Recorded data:
↓

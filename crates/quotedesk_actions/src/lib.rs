//! Structured-action flow for the Quotedesk sheet assistant.
//!
//! An LLM reply is either prose or JSON describing row changes. This crate
//! turns the reply into [`ActionRequest`]s ([`parse_reply`]), applies them to
//! a [`RowStore`](quotedesk_interface::RowStore) one at a time
//! ([`ActionExecutor`]) and drives a whole console turn ([`SheetAssistant`]).
//!
//! # Example
//!
//! ```
//! use quotedesk_actions::{ActionRequest, ParsedReply, parse_reply};
//!
//! let reply = "Sure!\n```json\n{\"action\": \"delete\", \"search_col\": \"Name\", \"search_value\": \"Ana\"}\n```";
//! match parse_reply(reply) {
//!     ParsedReply::Actions(actions) => assert!(matches!(actions[0], ActionRequest::Known(_))),
//!     ParsedReply::Answer(_) => unreachable!(),
//! }
//! ```

#![warn(missing_docs)]

mod action;
mod assistant;
mod executor;
mod outcome;
mod parser;
mod prompt;

pub use action::{Action, ActionKind, ActionRequest};
pub use assistant::{SheetAssistant, TurnResult};
pub use executor::ActionExecutor;
pub use outcome::ActionOutcome;
pub use parser::{ParsedReply, extract_structured_span, parse_reply};
pub use prompt::table_instructions;
//! Message types for extractor conversations.

use crate::{Input, Role};
use serde::{Deserialize, Serialize};

/// A message sent to the extractor, possibly carrying an image.
///
/// # Examples
///
/// ```
/// use quotedesk_core::{Message, Role, Input};
///
/// let message = Message::new(Role::User, vec![Input::Text("Who is pending?".to_string())]);
///
/// assert_eq!(*message.role(), Role::User);
/// assert_eq!(message.content().len(), 1);
/// ```
#[derive(
    Debug,
    Clone,
    PartialEq,
    Serialize,
    Deserialize,
    derive_getters::Getters,
    derive_builder::Builder,
)]
pub struct Message {
    /// The role of the message sender
    role: Role,
    /// The content of the message
    content: Vec<Input>,
}

impl Message {
    /// Creates a new message with the given role and content.
    pub fn new(role: Role, content: Vec<Input>) -> Self {
        Self { role, content }
    }

    /// Creates a system message holding a single text block.
    pub fn system(text: impl Into<String>) -> Self {
        Self::new(Role::System, vec![Input::Text(text.into())])
    }

    /// Returns a builder for constructing a Message.
    pub fn builder() -> MessageBuilder {
        MessageBuilder::default()
    }
}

↑

**Task goal:** Restate the records above in full, keeping each line exactly as it stands.

**Task solution:**
filename crates/quotedesk_actions/src/lib.rs
//! Structured-action flow for the Quotedesk sheet assistant.
//!
//! An LLM reply is either prose or JSON describing row changes. This crate
//! turns the reply into [`ActionRequest`]s ([`parse_reply`]), applies them to
//! a [`RowStore`](quotedesk_interface::RowStore) one at a time
//! ([`ActionExecutor`]) and drives a whole console turn ([`SheetAssistant`]).
//!
//! # Example
//!
//! ```
//! use quotedesk_actions::{ActionRequest, ParsedReply, parse_reply};
//!
//! let reply = "Sure!\n```json\n{\"action\": \"delete\", \"search_col\": \"Name\", \"search_value\": \"Ana\"}\n```";
//! match parse_reply(reply) {
//!     ParsedReply::Actions(actions) => assert!(matches!(actions[0], ActionRequest::Known(_))),
//!     ParsedReply::Answer(_) => unreachable!(),
//! }
//! ```

#![warn(missing_docs)]

mod action;
mod assistant;
mod executor;
mod outcome;
mod parser;
mod prompt;

pub use action::{Action, ActionKind, ActionRequest};
pub use assistant::{SheetAssistant, TurnResult};
pub use executor::ActionExecutor;
pub use outcome::ActionOutcome;
pub use parser::{ParsedReply, extract_structured_span, parse_reply};
pub use prompt::table_instructions;
//! Message types for extractor conversations.

use crate::{Input, Role};
use serde::{Deserialize, Serialize};

/// A message sent to the extractor, possibly carrying an image.
///
/// # Examples
///
/// ```
/// use quotedesk_core::{Message, Role, Input};
///
/// let message = Message::new(Role::User, vec![Input::Text("Who is pending?".to_string())]);
///
/// assert_eq!(*message.role(), Role::User);
/// assert_eq!(message.content().len(), 1);
/// ```
#[derive(
    Debug,
    Clone,
    PartialEq,
    Serialize,
    Deserialize,
    derive_getters::Getters,
    derive_builder::Builder,
)]
pub struct Message {
    /// The role of the message sender
    role: Role,
    /// The content of the message
    content: Vec<Input>,
}

impl Message {
    /// Creates a new message with the given role and content.
    pub fn new(role: Role, content: Vec<Input>) -> Self {
        Self { role, content }
    }

    /// Creates a system message holding a single text block.
    pub fn system(text: impl Into<String>) -> Self {
        Self::new(Role::System, vec![Input::Text(text.into())])
    }

    /// Returns a builder for constructing a Message.
    pub fn builder() -> MessageBuilder {
        MessageBuilder::default()
    }
}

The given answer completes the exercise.